保育園での「食事摂取基準の活用」のポイント

平成17年3月29日に厚生労働省雇用均等、児童家庭局からだされた通知文に

①昼食については、1日全体の概ね1/3(33%)との量
②おやつについては1日全体の10~20%程度の量

を目安にする、という記載があります。

保育園では、昼食とおやつを提供するので、単純に①+②とすると1日全体の43%から53%を園で提供することになります。

多すぎる!
子どもが食べることができない!
栄養給与目標量はどのように設定すべきか?

このことについて、多くの保育園さんから質問をいただくので、再度「食事摂取基準の活用」のポイントをまとめてみます。

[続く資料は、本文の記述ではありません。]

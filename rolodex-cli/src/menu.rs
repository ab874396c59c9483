//! Interactive menu loop.
//!
//! Each menu action gathers input, calls one manager operation, and prints
//! the result or the error. No domain or storage error terminates the loop.

use anyhow::{Context, Result};
use dialoguer::theme::ColorfulTheme;
use dialoguer::{Confirm, Input, Select};
use rolodex_core::{Contact, ContactManager, ContactPatch};

use crate::display;

const MENU_ITEMS: &[&str] = &[
    "Add contact",
    "View all contacts",
    "Search",
    "Edit contact",
    "Delete contact",
    "Save and exit",
];

/// Runs the menu loop until a successful save-and-exit.
pub fn run(manager: &mut ContactManager) -> Result<()> {
    let theme = ColorfulTheme::default();

    loop {
        println!();
        let choice = Select::with_theme(&theme)
            .with_prompt("Rolodex")
            .items(MENU_ITEMS)
            .default(0)
            .interact()?;

        let outcome = match choice {
            0 => add(manager, &theme),
            1 => view_all(manager, &theme),
            2 => search(manager, &theme),
            3 => edit(manager, &theme),
            4 => delete(manager, &theme),
            _ => match save_and_exit(manager) {
                Ok(()) => return Ok(()),
                Err(err) => Err(err),
            },
        };

        if let Err(err) = outcome {
            display::error(&format!("{err:#}"));
        }
    }
}

/// Asks whether to continue with an empty collection after a corrupt load.
pub fn confirm_start_fresh(theme: &ColorfulTheme) -> Result<bool> {
    Ok(Confirm::with_theme(theme)
        .with_prompt("Start with an empty contact list? (the file is rewritten on save)")
        .default(false)
        .interact()?)
}

fn add(manager: &mut ContactManager, theme: &ColorfulTheme) -> Result<()> {
    let first: String = Input::with_theme(theme)
        .with_prompt("First name")
        .interact_text()?;
    let last: String = Input::with_theme(theme)
        .with_prompt("Last name")
        .interact_text()?;
    let email: String = Input::with_theme(theme)
        .with_prompt("Email")
        .interact_text()?;
    let phone: String = Input::with_theme(theme)
        .with_prompt("Phone")
        .interact_text()?;
    let address: String = Input::with_theme(theme)
        .with_prompt("Address (optional)")
        .allow_empty(true)
        .interact_text()?;

    let address = (!address.trim().is_empty()).then_some(address.as_str());
    let contact = Contact::new(&first, &last, &email, &phone, address)?;
    let line = contact.to_string();
    manager.add_contact(contact)?;

    display::success(&format!("Added {}", line));
    Ok(())
}

fn view_all(manager: &ContactManager, theme: &ColorfulTheme) -> Result<()> {
    if manager.is_empty() {
        display::info("No contacts yet.");
        return Ok(());
    }

    let sorted = Confirm::with_theme(theme)
        .with_prompt("Sort by last name?")
        .default(false)
        .interact()?;

    println!();
    println!("Contacts ({}):", manager.len());
    println!("{}", display::contacts_table(&manager.list_contacts(sorted)));
    Ok(())
}

fn search(manager: &ContactManager, theme: &ColorfulTheme) -> Result<()> {
    let identifier: String = Input::with_theme(theme)
        .with_prompt("Email, phone, or full name")
        .interact_text()?;

    let contact = manager.find_contact(&identifier)?;
    println!("{}", contact);
    Ok(())
}

fn edit(manager: &mut ContactManager, theme: &ColorfulTheme) -> Result<()> {
    let identifier: String = Input::with_theme(theme)
        .with_prompt("Email, phone, or full name of the contact to edit")
        .interact_text()?;

    // Show what is being edited before gathering updates
    println!("{}", manager.find_contact(&identifier)?);

    let mut patch = ContactPatch::new();
    loop {
        let field: String = Input::with_theme(theme)
            .with_prompt("Field to change (first_name/last_name/email/phone/address, empty to finish)")
            .allow_empty(true)
            .interact_text()?;
        if field.trim().is_empty() {
            break;
        }

        let value: String = Input::with_theme(theme)
            .with_prompt(format!("New value for {}", field.trim()))
            .allow_empty(true)
            .interact_text()?;

        if let Err(err) = patch.set(field.trim(), &value) {
            display::error(&err.to_string());
        }
    }

    if patch.is_empty() {
        display::info("Nothing to change.");
        return Ok(());
    }

    let updated = manager.edit_contact(&identifier, &patch)?;
    display::success(&format!("Updated {}", updated));
    Ok(())
}

fn delete(manager: &mut ContactManager, theme: &ColorfulTheme) -> Result<()> {
    let identifier: String = Input::with_theme(theme)
        .with_prompt("Email or phone of the contact to delete")
        .interact_text()?;

    let removed = manager.remove_contact(&identifier)?;
    display::success(&format!("Removed {}", removed));
    Ok(())
}

fn save_and_exit(manager: &ContactManager) -> Result<()> {
    manager
        .save_to_file()
        .with_context(|| format!("failed to save {}", manager.storage_path().display()))?;

    display::success(&format!(
        "Saved {} contact(s) to {}",
        manager.len(),
        manager.storage_path().display()
    ));
    Ok(())
}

厚生労働省は「上記の数値はあくまでも目安。」と言っています。

重要なのは、通知文に書かれた下記の内容です。

●目標量の設定の方法

子どもの性、年齢、栄養状態、生活状況を把握し・評価し、提供することが適当なエネルギー及び栄養素の量の目標量を設定すること。

こどもの生活状況は保育園によって様々です。

・園の保育時間
・保育園のある地域→地域の食習慣や文化
・保育園のある場所→駅前、校外
・保護者の就労形態の違い
・保護者の収入の違い
・家庭の家族構成

園の栄養給与目標量は園独自で決めるべきものなのです。新しく設定するのではなく、現在の栄養給与目標量の評価からはじめるとよいでしょう。

●栄養給与目標量の評価

子どもの栄養状態、摂食量、残食量をの把握により、給与栄養量の目標の達成度を評価すること。

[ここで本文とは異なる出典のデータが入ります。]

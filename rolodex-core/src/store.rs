// SPDX-FileCopyrightText: 2026 Rolodex Contributors
//
// SPDX-License-Identifier: GPL-3.0-or-later

//! Flat-file JSON store.
//!
//! The store is one UTF-8 JSON document whose top level is an array of
//! contact records, in collection order. Writes are atomic (temp file +
//! rename) to prevent partial files on crash/interruption.

use std::fs;
use std::io;
use std::path::Path;

use crate::contact::ContactRecord;
use crate::error::{ContactError, FieldError, InvalidContactData, StoreError};

/// Reads all records from `path`.
///
/// Returns `None` when the file does not exist (first run). A document that
/// is not a JSON array fails with [`StoreError::Parse`]; an element that does
/// not match the record shape (missing or unknown keys, wrong types) fails
/// with [`StoreError::InvalidRecord`] naming its position, so one bad record
/// is never reported as a corrupt file.
pub(crate) fn read_records(path: &Path) -> Result<Option<Vec<ContactRecord>>, StoreError> {
    let data = match fs::read_to_string(path) {
        Ok(data) => data,
        Err(err) if err.kind() == io::ErrorKind::NotFound => return Ok(None),
        Err(err) => return Err(StoreError::Io(err)),
    };

    let values: Vec<serde_json::Value> = serde_json::from_str(&data)?;

    let mut records = Vec::with_capacity(values.len());
    for (index, value) in values.into_iter().enumerate() {
        let record = serde_json::from_value(value).map_err(|err| StoreError::InvalidRecord {
            index,
            source: ContactError::InvalidData(InvalidContactData::single(FieldError::Malformed(
                err.to_string(),
            ))),
        })?;
        records.push(record);
    }

    Ok(Some(records))
}

/// Writes all records to `path` as a pretty-printed JSON array, creating
/// parent directories as needed.
pub(crate) fn write_records(path: &Path, records: &[ContactRecord]) -> Result<(), StoreError> {
    let data = serde_json::to_string_pretty(records)?;

    if let Some(parent) = path.parent() {
        if !parent.as_os_str().is_empty() {
            fs::create_dir_all(parent)?;
        }
    }

    atomic_write(path, data.as_bytes())?;
    Ok(())
}

/// Atomic file write (write to temp, then rename).
///
/// Either the old content remains or the new content is fully written.
fn atomic_write(path: &Path, data: &[u8]) -> io::Result<()> {
    let temp_path = path.with_extension("tmp");

    fs::write(&temp_path, data)?;
    fs::rename(&temp_path, path)?;

    Ok(())
}
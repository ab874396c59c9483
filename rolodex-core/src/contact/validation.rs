// SPDX-FileCopyrightText: 2026 Rolodex Contributors
//
// SPDX-License-Identifier: GPL-3.0-or-later

//! Field validation and name normalization.

use crate::error::FieldError;

/// Minimum digits in a phone number.
const MIN_PHONE_DIGITS: usize = 7;

/// Validates email format: exactly one `@`, non-empty local and domain parts.
pub(super) fn validate_email(value: &str) -> Result<(), FieldError> {
    if value.is_empty() {
        return Err(FieldError::Empty("email"));
    }

    let mut parts = value.split('@');
    let (local, domain) = (parts.next(), parts.next());
    if parts.next().is_some() {
        return Err(FieldError::InvalidEmail(value.to_string()));
    }

    match (local, domain) {
        (Some(local), Some(domain)) if !local.is_empty() && !domain.is_empty() => Ok(()),
        _ => Err(FieldError::InvalidEmail(value.to_string())),
    }
}

/// Validates phone format: an optional leading `+` followed by digits only.
pub(super) fn validate_phone(value: &str) -> Result<(), FieldError> {
    if value.is_empty() {
        return Err(FieldError::Empty("phone"));
    }

    let digits = value.strip_prefix('+').unwrap_or(value);
    let all_digits = !digits.is_empty() && digits.chars().all(|c| c.is_ascii_digit());
    if !all_digits || digits.len() < MIN_PHONE_DIGITS {
        return Err(FieldError::InvalidPhone(value.to_string()));
    }

    Ok(())
}

/// Title-cases a name: each whitespace-separated word gets an uppercase
/// first letter, the rest lowercased.
pub(super) fn title_case(value: &str) -> String {
    value
        .split_whitespace()
        .map(|word| {
            let mut chars = word.chars();
            match chars.next() {
                Some(first) => {
                    first.to_uppercase().collect::<String>() + &chars.as_str().to_lowercase()
                }
                None => String::new(),
            }
        })
        .collect::<Vec<_>>()
        .join(" ")
}

#[cfg(test)]
mod tests {
    use super::*;

    #[test]
    fn email_requires_exactly_one_at() {
        assert!(validate_email("a@b.com").is_ok());
        assert!(validate_email("alice.brown@example.com").is_ok());
        assert!(validate_email("not-an-email").is_err());
        assert!(validate_email("a@@b").is_err());
        assert!(validate_email("@b.com").is_err());
        assert!(validate_email("a@").is_err());
    }

    #[test]
    fn phone_is_digits_with_optional_plus() {
        assert!(validate_phone("+1555123456").is_ok());
        assert!(validate_phone("999999999").is_ok());
        assert!(validate_phone("555-1234").is_err());
        assert!(validate_phone("+").is_err());
        assert!(validate_phone("12345").is_err());
        // No upper bound on digit count
        assert!(validate_phone("1234567890123456").is_ok());
    }

    #[test]
    fn title_case_handles_multi_word_names() {
        assert_eq!(title_case("alice"), "Alice");
        assert_eq!(title_case("VAN  der berg"), "Van Der Berg");
        assert_eq!(title_case("łukasz"), "Łukasz");
    }
}
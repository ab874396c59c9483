//! Rolodex CLI
//!
//! Interactive menu loop over the rolodex-core contact manager.

mod display;
mod menu;

use std::path::PathBuf;

use anyhow::{Context, Result};
use clap::Parser;
use dialoguer::theme::ColorfulTheme;
use rolodex_core::{ContactManager, StoreError};

#[derive(Parser)]
#[command(name = "rolodex")]
#[command(version, about = "Flat-file personal contact keeper")]
struct Cli {
    /// Contact file (default: ~/.rolodex/contacts.json)
    #[arg(long, env = "ROLODEX_FILE")]
    file: Option<PathBuf>,
}

fn main() -> Result<()> {
    let cli = Cli::parse();
    let path = match cli.file {
        Some(path) => path,
        None => default_store_path()?,
    };

    let mut manager = ContactManager::new(&path);
    match manager.load_from_file() {
        Ok(()) => {}
        // Recoverable: the caller may start fresh or abort
        Err(StoreError::Parse(err)) => {
            display::warning(&format!("Contact file is not valid JSON: {}", err));
            if !menu::confirm_start_fresh(&ColorfulTheme::default())? {
                anyhow::bail!("aborted: {} is unreadable", path.display());
            }
        }
        Err(err) => {
            return Err(err).with_context(|| format!("failed to load {}", path.display()));
        }
    }

    menu::run(&mut manager)
}

fn default_store_path() -> Result<PathBuf> {
    let home = dirs::home_dir().context("could not determine home directory")?;
    Ok(home.join(".rolodex").join("contacts.json"))
}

→これは、対象者を集団ではなく、個人と考え、1人1人の栄養状態(体重などの発育状況)、摂食量、残食量を把握し、また、集団としての傾向も捉えて、園で設定した目標量が保育園に在籍する子どもにとって適切であるかどうかを評価をするということです。

●献立の内容については

・季節感や地域性を考慮する
・品質がよく、幅広い種類の食品を取り入れる
・子どもの咀嚼や嚥下機能の把握
・食具の使用の発達状況の把握
・子どもの機能発達を促すことができるよう調理方法に配慮
・子どもの食に関する嗜好や体験が広がり、かつ深まるような食品、料理の組み合わせ

これらのことに配慮しながら栄養給与目標量を充足する給食運営を行うこと。としています。

今までの監査のように「決められた目標量を充足しているかどうか!」だけで給食を評価する時代は終わりました。

新食事摂取基準を活用した給食管理とは、目標量設定だけに限ったことではありません。目標量の設定→給食の提供→評価→献立の改善を繰り返しながら、継続的に給食運営していくことが求められています。